Murdo McKenzie

 - Cattle Baron of Montana -

( 1850 - 1939 )

* List of the stories he appears in :
- D 92008 : "The Buckaroo of the Badlands" (Lo$#3), from 1992, by Don Rosa ;
- D 92083 : "The King of the Copper Hill" (Lo$#4), from 1993, by Don Rosa.


* His biography :
     Murdo Mackenzie, cattleman, was born near Tain, County Ross, Scotland, on April 24, 1850, son of tenant farmers David and Jessie Mackenzie.
   He attended parish school until 1864 and graduated from the Royal Academy at Tain in 1869. He served as an apprentice in a law office and then in the British Linen Bank at Tain. He was hired as assistant factor for the Balnagown estate of Sir Charles Ross, and he  held this position for about ten years. In 1876, he married Isabella Stronach MacBain and had five children with her.
   In 1885, he was offered the managership of the Prairie Cattle Company, and so the Mackenzies moved to Trinidad, Colorado. He became an American citizen and served as mayor of Trinidad. In 1891 he was offered to manage the Matador Land and Cattle Company. Mackenzie was president of the Texas and Southwestern Cattle Raisers Association from 1901 to 1903. He then became founding president of the American Stock Growers Association and served from 1905 to 1911. He testified before the Interstate Commerce Commission and congressional committees and in interviews with President Theodore Roosevelt presented evidence that was instrumental in the passage of the Hepburn Act of 1906, which secured fairer railroad rates for western shippers. Roosevelt appointed him to the National Conservation Commission in 1908.In 1912 Mackenzie left the Matador to accept the managership of the Brazil Land, Cattle, and Packing Company, an enterprise backed by French money. At the expiration of his contract with the French syndicate he returned to the United States in 1918 and was promptly elected to the Matador board of directors. In 1922, when Matador manager John MacBain died unexpectedly, Mackenzie was reappointed to the position he had previously held. During his second tenure at the Matador he worked to improve relations among those involved in the meat-packing industry. Declining cattle prices and changing tastes in the American diet during the 1920s caused Mackenzie to recommend to the Matador shareholders that the company abandon its northern pastures as leases expired and confine its operations to its two Texas divisions. The program was adopted and implemented, so that by the end of 1928 the withdrawal to northwestern Texas had been completed. Mackenzie continued in management affairs until his retirement in 1937.
   He died on May 30, 1939, in Denver and was buried there.

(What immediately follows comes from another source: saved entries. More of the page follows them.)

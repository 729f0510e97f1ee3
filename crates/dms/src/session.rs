//! Per-subject monitoring session
//!
//! Drives the detector from a frame stream: sampling, landmark lookup,
//! counter reset policy and early exit once drowsiness is signalled.

use metrics::counter;
use tracing::{debug, info, warn};

use crate::analysis::{FrameObservation, FrameReport, SessionReport};
use crate::ear::average_ear;
use crate::head::{HeadMovementEstimator, NeutralHeadMovement};
use crate::landmarks::LandmarkProvider;
use crate::sampler::sample_every;
use crate::{DmsConfig, DmsError, DrowsinessDetector, NoFacePolicy};

/// One monitoring session: a detector plus the collaborators feeding it
pub struct DrowsinessSession<P, H = NeutralHeadMovement> {
    config: DmsConfig,
    detector: DrowsinessDetector,
    provider: P,
    head: H,
}

impl<P> DrowsinessSession<P, NeutralHeadMovement> {
    /// Create a session with the neutral head movement estimator
    pub fn new(config: DmsConfig, provider: P) -> Result<Self, DmsError> {
        Self::with_head_estimator(config, provider, NeutralHeadMovement)
    }
}

impl<P, H: HeadMovementEstimator> DrowsinessSession<P, H> {
    pub fn with_head_estimator(config: DmsConfig, provider: P, head: H) -> Result<Self, DmsError> {
        config.validate()?;

        Ok(Self {
            detector: DrowsinessDetector::from_config(&config)?,
            config,
            provider,
            head,
        })
    }

    /// Analyze a single frame and apply the counter reset policy
    pub fn process_frame<F>(&mut self, frame: &F) -> Result<FrameReport, DmsError>
    where
        P: LandmarkProvider<F>,
    {
        let landmarks = self.provider.detect(frame)?;
        counter!("dms_frames_analyzed_total").increment(1);

        let Some(landmarks) = landmarks else {
            counter!("dms_frames_without_face_total").increment(1);
            debug!("No face detected");

            if self.config.no_face_policy == NoFacePolicy::Reset {
                self.detector.reset_consecutive_drowsy_frames();
            }
            return Ok(self.report(FrameObservation::NoFace, 0.0));
        };

        let head_movement = self.head.estimate(&landmarks);

        let observation = match average_ear(&landmarks.left_eye(), &landmarks.right_eye()) {
            Ok(ear) => {
                let closed = self.detector.observe_ear(ear);
                if closed {
                    counter!("dms_closed_eye_frames_total").increment(1);
                } else {
                    self.detector.reset_consecutive_drowsy_frames();
                }
                FrameObservation::Eyes { ear, closed }
            }
            Err(DmsError::DegenerateGeometry { horizontal, vertical }) => {
                warn!(horizontal, vertical, "Skipping frame with degenerate eye contour");
                FrameObservation::Degenerate
            }
            Err(e) => return Err(e),
        };

        Ok(self.report(observation, head_movement))
    }

    /// Analyze every `sample_stride`-th frame until drowsiness is signalled
    /// or the stream ends.
    pub fn run<F, I>(&mut self, frames: I) -> Result<SessionReport, DmsError>
    where
        P: LandmarkProvider<F>,
        I: IntoIterator<Item = F>,
    {
        let mut report = SessionReport::default();
        let mut sampled = sample_every(frames, self.config.sample_stride);

        debug!("Starting session run with stride {}", self.config.sample_stride);

        for (index, frame) in sampled.by_ref() {
            let frame_report = self.process_frame(&frame)?;
            report.frames_analyzed += 1;

            match frame_report.observation {
                FrameObservation::NoFace => report.frames_without_face += 1,
                FrameObservation::Degenerate => report.frames_degenerate += 1,
                FrameObservation::Eyes { .. } => {}
            }

            report.peak_consecutive_drowsy_frames = report
                .peak_consecutive_drowsy_frames
                .max(frame_report.consecutive_drowsy_frames);

            if frame_report.drowsy {
                counter!("dms_drowsiness_detected_total").increment(1);
                report.drowsy = true;
                report.trigger_frame = Some(index);
                break;
            }
        }

        report.frames_read = sampled.frames_read();

        info!(
            drowsy = report.drowsy,
            frames_read = report.frames_read,
            frames_analyzed = report.frames_analyzed,
            "Session run finished"
        );
        Ok(report)
    }

    /// Start over for a new subject
    pub fn reset(&mut self) {
        self.detector.reset_consecutive_drowsy_frames();
    }

    pub fn detector(&self) -> &DrowsinessDetector {
        &self.detector
    }

    pub fn config(&self) -> &DmsConfig {
        &self.config
    }

    fn report(&self, observation: FrameObservation, head_movement: f64) -> FrameReport {
        FrameReport {
            observation,
            consecutive_drowsy_frames: self.detector.consecutive_drowsy_frames(),
            drowsy: self.detector.is_drowsy(),
            head_movement,
        }
    }
}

* His place in the Barks/Rosa stories universe :
    He appears in "The Buckaroo of the Badlands", which takes place in 1882, in which he hires Scrooge, who just fell from a train and is poor and alone, to take care of Vindicator, a competitions bull, and gives him a horse which is going to be called Hortense, after Scrooge's sister Hortense McDuck. The McViper brothers steal the bull, bur Scrooge, helped by young Theodore Roosevelt, catch them and brings the bull back.
   Then? in the beginning of "The King of the Copper Hill", in 1884, Scrooge leaves him to become a copper prospector. In this very story, he tells his employee that he leaves and takes his herd to Texas.